Sunday Sermon Notes - 3.9.08

James 5v7-8 (TNIV)

Be patient, then, brothers and sister,
until the Lord's coming.

You too, be patient and stand firm,
for the Lord's coming is near.

My question: what is it about the Lord's coming that motivates the brothers and sisters to remain patient in the face of suffering?

Why this question?

Because I don't recall ever being challenged by a pastor or other fellow believer to be patient until the Lord's coming, nor to stand firm because the Lord's coming is near.

I have to admit the idea of the Lord's coming does not motivate me towards any ethical action or missional obedience. I have other ideas that motivate, but not the coming of the Lord. I suppose I could summarize it like this: I obey the commands of Christ because obedience is good in itself, the present outcomes of obedience are their own reward.

However, in reading through the New Testament Epistles this past week, my idea was seriously challenged. Paul repeatedly challenges his friends to endure, to keep the faith, to obey, to be pure until the Lord comes.

So what happens when the Lord comes that motivates me to be patient and stand firm and love and all the other ethical and missional commands given to us by Jesus?

When the Lord comes, several things happen:
1) When the Lord comes, all the dead in Christ will be resurrected with new bodies - not made from dust of the earth but made from "dust" of heaven.
2) When the Lord comes, following the resurrection of the dead in Christ, those who are yet alive in Christ will experience a transformation of their bodies as well.
3) Once all the saints have been resurrected and transformed, Christ will exert his authority over all the earth and bring all peoples to judgment.
4) All the saints will be reward for their faith in God and obedience to him; their good works for which they were saved will be judged and they shall be rewarded accordingly.
5) All those who did not believe in God or obey him by the light they had (Torah for Jews, Conscience for Gentiles) will be condemned and cursed accordingly.
6) Once all peoples have been judged according to God's righteousness, all evil will be overcome with good and the Restoration of All Things will be made complete.
7) Jesus - the Creator of All Things shall Make a New Heavens and a New Earth such that God Himself will dwell with the Saints; Earth shall be as it was intended - bearing the scars of the past (like Jesus' resurrected body) but exuding all the restored glory of its Creator.
8) Everything shall be Good.

It is making more sense to me why James and Paul would urge fellow believers to stay patient, to stand firm in the faith, to not waver in doing good and resisting evil: for when the Lord comes, we want to be found doing the kind of work that Jesus commanded us to do, the kind of work that contributes to the Age to Come, the kind of work that characterizes the final work of Christ.

And if we die before the Lord comes, don't we want to die doing the kind of work for which - when we are resurrected - we will resume?

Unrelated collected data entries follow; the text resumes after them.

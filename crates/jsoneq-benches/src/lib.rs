//! Synthetic corpora for benchmarking the `jsoneq` comparator.
//!
//! Each corpus produces an actual/expected pair of JSON documents that
//! stresses one part of the comparison: wide objects, long arrays compared
//! as subsequences, and deep nesting.
//!
//! # Examples
//!
//! ```
//! use jsoneq_core::ComparisonMode;
//!
//! let corpus = jsoneq_benches::available_corpora()
//!     .iter()
//!     .find(|c| c.name() == "wide-object")
//!     .unwrap();
//! let dataset = corpus.load()?;
//! assert!(dataset.compare(ComparisonMode::Equivalence)?.is_some());
//! # Ok::<(), Box<dyn std::error::Error>>(())
//! ```
#![forbid(unsafe_code)]
#![warn(missing_docs)]

use jsoneq_core::{
    compare, render_documents, CanonicalizeError, CompareError, CompareOptions, ComparisonMode,
    Difference, Node, RenderConfig,
};

const WIDE_MEMBERS: usize = 2_000;
const LONG_ELEMENTS: usize = 1_000;
const DEEP_LEVELS: usize = 100;

/// A named generator for an actual/expected document pair.
#[derive(Clone, Copy, Debug)]
pub struct Corpus {
    name: &'static str,
    generate: fn() -> (String, String),
}

impl Corpus {
    /// Identifier used as the benchmark parameter.
    #[must_use]
    pub fn name(&self) -> &'static str {
        self.name
    }

    /// Size of both generated documents in bytes.
    #[must_use]
    pub fn fixture_bytes(&self) -> usize {
        let (actual, expected) = (self.generate)();
        actual.len() + expected.len()
    }

    /// Generates and parses both documents.
    pub fn load(&self) -> Result<Dataset, CanonicalizeError> {
        let (actual, expected) = (self.generate)();
        Ok(Dataset { actual: Node::from_json_str(&actual)?, expected: Node::from_json_str(&expected)? })
    }
}

/// A parsed actual/expected pair.
#[derive(Clone, Debug)]
pub struct Dataset {
    actual: Node,
    expected: Node,
}

impl Dataset {
    /// The subject document.
    #[must_use]
    pub fn actual(&self) -> &Node {
        &self.actual
    }

    /// The reference document.
    #[must_use]
    pub fn expected(&self) -> &Node {
        &self.expected
    }

    /// Compares the pair with default options in the given mode.
    pub fn compare(&self, mode: ComparisonMode) -> Result<Option<Difference>, CompareError> {
        let options = CompareOptions::default().with_mode(mode);
        compare(Some(&self.actual), Some(&self.expected), &options)
    }

    /// Renders the failure message for a difference found in this pair.
    #[must_use]
    pub fn render(&self, diff: &Difference, mode: ComparisonMode, config: &RenderConfig) -> String {
        render_documents(diff, Some(&self.actual), Some(&self.expected), mode, config)
    }
}

/// Returns every registered corpus.
#[must_use]
pub fn available_corpora() -> &'static [Corpus] {
    &CORPORA
}

static CORPORA: [Corpus; 3] = [
    Corpus { name: "wide-object", generate: wide_object },
    Corpus { name: "long-array", generate: long_array },
    Corpus { name: "deep-nesting", generate: deep_nesting },
];

/// Same members in reverse order; the last expected member differs.
fn wide_object() -> (String, String) {
    let members = |reverse: bool, last: usize| {
        let mut entries: Vec<String> = (0..WIDE_MEMBERS)
            .map(|i| {
                let value = if i == WIDE_MEMBERS - 1 { last } else { i };
                format!("\"key{i}\":{{\"id\":{value},\"tags\":[\"a\",\"b\"]}}")
            })
            .collect();
        if reverse {
            entries.reverse();
        }
        format!("{{{}}}", entries.join(","))
    };
    (members(true, WIDE_MEMBERS - 1), members(false, 0))
}

/// Every third actual element is expected, which is a valid subsequence.
fn long_array() -> (String, String) {
    let element = |i: usize| format!("{{\"id\":{i},\"name\":\"item{i}\"}}");
    let actual: Vec<String> = (0..LONG_ELEMENTS).map(element).collect();
    let expected: Vec<String> = (0..LONG_ELEMENTS).step_by(3).map(element).collect();
    (format!("[{}]", actual.join(",")), format!("[{}]", expected.join(",")))
}

/// Nested arrays and objects whose innermost scalar differs.
fn deep_nesting() -> (String, String) {
    let nest = |leaf: &str| {
        let mut text = leaf.to_owned();
        for level in 0..DEEP_LEVELS {
            text = if level % 2 == 0 { format!("[{text}]") } else { format!("{{\"n\":{text}}}") };
        }
        text
    };
    (nest("true"), nest("false"))
}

Even more than that, Jesus regularly invites people to do good, to obey based on the reward they will receive in the Age to Come. There is something about the good we do in this life that has an impact on the Life to Come. Good is its own reward, but good is also rewarded in the Life to Come, if we do the good that God requires of us, that he invites us to.

Consider the essence of the commands given us in this life, commands that can still be obeyed in the life to come:
Love the LORD your God with all your heart, soul, mind and strength.
Love your neighbor as yourself.
Be patient, kind, no need to envy or boast.
Worship the Lord and Serve Him only.
Do everything for the glory of God.
Seek peace for the city in which you dwell.

And so on.

To summarize: the Lord's coming is near - either death soon for most people, or the Lord's coming is closer now than it was yesterday. The Lord's coming brings reward for those who endure in faithfulness to Jesus - especially in the face of suffering. The Lord's coming is not about escaping this cesspool of an earth; the Lord's coming is about bringing and end to sin and evil and restoring the wounds and weariness of Creation. The Lord's coming is about Christ's final preparation for God's people to dwell with God Himself. The Lord's coming motivates us to good deeds done in humility and wisdom for by our deeds we will be judged, and our deeds done in this life determine the kind of life we have in the Life to Come.

Admittedly, this is still alot for me to absorb. It is new. Even if the teaching and doctrine is very old.

1 comment:

Anonymous said...

This was a great blog. It definitely completes last week's sermon with a hit to the heart. Kind of like a jump-start for those of us lollygalling around and not doing the works we should be doing.